WHAT NEEDS TO BE DONE:
Each line from the first down to the one containing "fn merge_into(self, current: &Category)" should be returned exactly as it appears below.

MATERIALS PROVIDED:
_ _ _ _ _

use axum::{
    extract::{Path, State},
    http::StatusCode,
    Json,
};
use serde::{Deserialize, Serialize};
use sqlx::PgPool;

use super::nullable;
use crate::api::errors::ApiError;
use crate::api::middleware::{ApiJson, AuthUser};
use crate::domain::catalog::{Category, CategoryDraft, DepartmentRef};
use crate::domain::repositories::CategoryRepository;
use crate::infrastructure::repositories::PostgresCategoryRepository;

#[derive(Debug, Serialize)]
pub struct CategoryResponse {
    pub id: i64,
    pub name: String,
    pub department_id: Option<i64>,
    pub department: Option<DepartmentRef>,
}

impl From<Category> for CategoryResponse {
    fn from(category: Category) -> Self {
        Self {
            id: category.id,
            name: category.name,
            department_id: category.department.as_ref().map(|d| d.id),
            department: category.department,
        }
    }
}

/// Body for create, replace and partial update
///
/// On PATCH, an explicit `"department_id": null` detaches the category.
#[derive(Debug, Deserialize)]
pub struct CategoryRequest {
    pub name: Option<String>,
    #[serde(default, deserialize_with = "nullable")]
    pub department_id: Option<Option<i64>>,
}

impl CategoryRequest {
    fn into_draft(self) -> Result<CategoryDraft, ApiError> {
        let name = self
            .name
            .ok_or_else(|| ApiError::bad_request("name is required"))?;
        CategoryDraft::new(&name, self.department_id.flatten()).map_err(ApiError::bad_request)
    }

    fn merge_into(self, current: &Category) -> Result<CategoryDraft, ApiError> {
        let department_id = match self.department_id {
            Some(department_id) => department_id,
            None => current.department.as_ref().map(|d| d.id),
        };
        CategoryDraft::new(self.name.as_deref().unwrap_or(&current.name), department_id)
            .map_err(ApiError::bad_request)
    }
}

/// GET /api/categories
pub async fn list_categories(
    _user: AuthUser,
    State(pool): State<PgPool>,
) -> Result<Json<Vec<CategoryResponse>>, ApiError> {
    let categories = PostgresCategoryRepository::new(pool).list().await?;
    Ok(Json(
        categories.into_iter().map(CategoryResponse::from).collect(),
    ))
}

/// POST /api/categories
pub async fn create_category(
    user: AuthUser,
    State(pool): State<PgPool>,
    ApiJson(req): ApiJson<CategoryRequest>,
) -> Result<(StatusCode, Json<CategoryResponse>), ApiError> {
    user.require_admin()?;

    let draft = req.into_draft()?;
    let category = PostgresCategoryRepository::new(pool).create(&draft).await?;
    tracing::info!(category_id = category.id, "category created");

    Ok((StatusCode::CREATED, Json(CategoryResponse::from(category))))
}

/// GET /api/categories/:id
pub async fn get_category(
    user: AuthUser,
    State(pool): State<PgPool>,
    Path(id): Path<i64>,
) -> Result<Json<CategoryResponse>, ApiError> {
    user.require_admin()?;

    PostgresCategoryRepository::new(pool)
        .find_by_id(id)
        .await?
        .map(|c| Json(CategoryResponse::from(c)))
        .ok_or_else(|| ApiError::not_found("Category not found"))
}

/// PUT /api/categories/:id
pub async fn replace_category(
    user: AuthUser,
    State(pool): State<PgPool>,
    Path(id): Path<i64>,
    ApiJson(req): ApiJson<CategoryRequest>,
) -> Result<Json<CategoryResponse>, ApiError> {
    user.require_admin()?;

    let draft = req.into_draft()?;
    let category = PostgresCategoryRepository::new(pool)
        .update(id, &draft)
        .await?;
    Ok(Json(CategoryResponse::from(category)))
}

/// PATCH /api/categories/:id
pub async fn update_category(
    user: AuthUser,
    State(pool): State<PgPool>,
    Path(id): Path<i64>,
    ApiJson(req): ApiJson<CategoryRequest>,
) -> Result<Json<CategoryResponse>, ApiError> {
    user.require_admin()?;

    let repo = PostgresCategoryRepository::new(pool);
    let current = repo
        .find_by_id(id)
        .await?
        .ok_or_else(|| ApiError::not_found("Category not found"))?;

    let draft = req.merge_into(&current)?;
    Ok(Json(CategoryResponse::from(repo.update(id, &draft).await?)))
}

/// DELETE /api/categories/:id
pub async fn delete_category(
    user: AuthUser,
    State(pool): State<PgPool>,
    Path(id): Path<i64>,
) -> Result<StatusCode, ApiError> {
    user.require_admin()?;

    PostgresCategoryRepository::new(pool).delete(id).await?;
    tracing::info!(category_id = id, "category deleted");

    Ok(StatusCode::NO_CONTENT)
}

#[cfg(test)]
mod tests {
    use super::*;

    fn current() -> Category {
        Category {
            id: 4,
            name: "Potholes".to_string(),
            department: Some(DepartmentRef {
                id: 2,
                name: "Public Works".to_string(),
                code: None,
            }),
        }
    }

    #[test]
    fn absent_and_null_department_differ() {
        let absent: CategoryRequest = serde_json::from_str(r#"{"name": "Drainage"}"#).unwrap();
        assert_eq!(absent.department_id, None);
        assert_eq!(absent.merge_into(&current()).unwrap().department_id, Some(2));

        let null: CategoryRequest =
            serde_json::from_str(r#"{"name": "Drainage", "department_id": null}"#).unwrap();
        assert_eq!(null.department_id, Some(None));
        assert_eq!(null.merge_into(&current()).unwrap().department_id, None);
    }

    #[test]
    fn response_nests_department() {
        let json = serde_json::to_value(CategoryResponse::from(current())).unwrap();
        assert_eq!(json["department_id"], 2);
        assert_eq!(json["department"]["name"], "Public Works");
    }
}
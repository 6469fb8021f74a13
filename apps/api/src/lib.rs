//! Grievance Portal API Library
//!
//! Citizens file grievances, officers work them through their lifecycle and
//! administrators manage users, departments, categories and assignments.
//! This library provides the domain logic, repositories and HTTP layer.

pub mod api;
pub mod auth;
pub mod config;
pub mod domain;
pub mod infrastructure;
pub mod state;
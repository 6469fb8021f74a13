// Infrastructure layer module
// Contains database adapters and connection management
// Follows Hexagonal Architecture

pub mod db;
pub mod repositories;
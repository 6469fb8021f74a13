// HTTP handlers, one module per resource

pub mod analytics;
pub mod auth;
pub mod categories;
pub mod departments;
pub mod grievances;
pub mod users;

use serde::{Deserialize, Deserializer};

/// Distinguishes an explicit `null` (`Some(None)`) from an absent field
/// (`None`); use with `#[serde(default, deserialize_with = "nullable")]`
pub(crate) fn nullable<'de, T, D>(deserializer: D) -> Result<Option<Option<T>>, D::Error>
where
    T: Deserialize<'de>,
    D: Deserializer<'de>,
{
    Option::<T>::deserialize(deserializer).map(Some)
}
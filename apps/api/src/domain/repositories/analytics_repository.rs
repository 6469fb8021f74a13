use async_trait::async_trait;
use rust_decimal::Decimal;
use serde::Serialize;
use uuid::Uuid;

use super::RepositoryResult;
use crate::domain::grievance::GrievanceStatus;

#[derive(Debug, Clone, PartialEq, Eq, Serialize, sqlx::FromRow)]
pub struct StatusCount {
    pub status: GrievanceStatus,
    pub count: i64,
}

/// Grievance count per category or department; `id`/`name` are None for
/// unclassified grievances
#[derive(Debug, Clone, PartialEq, Eq, Serialize, sqlx::FromRow)]
pub struct GroupCount {
    pub id: Option<i64>,
    pub name: Option<String>,
    pub count: i64,
}

#[derive(Debug, Clone, PartialEq, Eq, Serialize, sqlx::FromRow)]
pub struct OfficerLoad {
    pub id: Uuid,
    pub username: String,
    pub count: i64,
}

/// Portal-wide numbers for the admin analytics view
#[derive(Debug, Clone, PartialEq, Serialize)]
pub struct AnalyticsSummary {
    pub total: i64,
    pub by_status: Vec<StatusCount>,
    pub by_category: Vec<GroupCount>,
    pub by_department: Vec<GroupCount>,
    pub by_officer: Vec<OfficerLoad>,
    pub feedback_count: i64,
    /// Rounded to two places; None without feedback
    pub average_rating: Option<Decimal>,
    pub last_30_days: i64,
}

/// An officer's own workload
#[derive(Debug, Clone, PartialEq, Eq, Serialize)]
pub struct OfficerDashboard {
    pub officer_id: Uuid,
    pub total_assigned: i64,
    pub by_status: Vec<StatusCount>,
}

/// Read-only aggregate queries
#[async_trait]
pub trait AnalyticsRepository: Send + Sync {
    async fn summary(&self) -> RepositoryResult<AnalyticsSummary>;

    async fn officer_dashboard(&self, officer_id: Uuid) -> RepositoryResult<OfficerDashboard>;
}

_ _ _ _ _

TASK OUTPUT:
use axum::{
    extract::{Path, State},
    http::StatusCode,
    Json,
};
use serde::{Deserialize, Serialize};
use sqlx::PgPool;

use super::nullable;
use crate::api::errors::ApiError;
use crate::api::middleware::{ApiJson, AuthUser};
use crate::domain::catalog::{Category, CategoryDraft, DepartmentRef};
use crate::domain::repositories::CategoryRepository;
use crate::infrastructure::repositories::PostgresCategoryRepository;

#[derive(Debug, Serialize)]
pub struct CategoryResponse {
    pub id: i64,
    pub name: String,
    pub department_id: Option<i64>,
    pub department: Option<DepartmentRef>,
}

impl From<Category> for CategoryResponse {
    fn from(category: Category) -> Self {
        Self {
            id: category.id,
            name: category.name,
            department_id: category.department.as_ref().map(|d| d.id),
            department: category.department,
        }
    }
}

/// Body for create, replace and partial update
///
/// On PATCH, an explicit `"department_id": null` detaches the category.
#[derive(Debug, Deserialize)]
pub struct CategoryRequest {
    pub name: Option<String>,
    #[serde(default, deserialize_with = "nullable")]
    pub department_id: Option<Option<i64>>,
}

impl CategoryRequest {
    fn into_draft(self) -> Result<CategoryDraft, ApiError> {
        let name = self
            .name
            .ok_or_else(|| ApiError::bad_request("name is required"))?;
        CategoryDraft::new(&name, self.department_id.flatten()).map_err(ApiError::bad_request)
    }

    fn merge_into(self, current: &Category) -> Result<CategoryDraft, ApiError> {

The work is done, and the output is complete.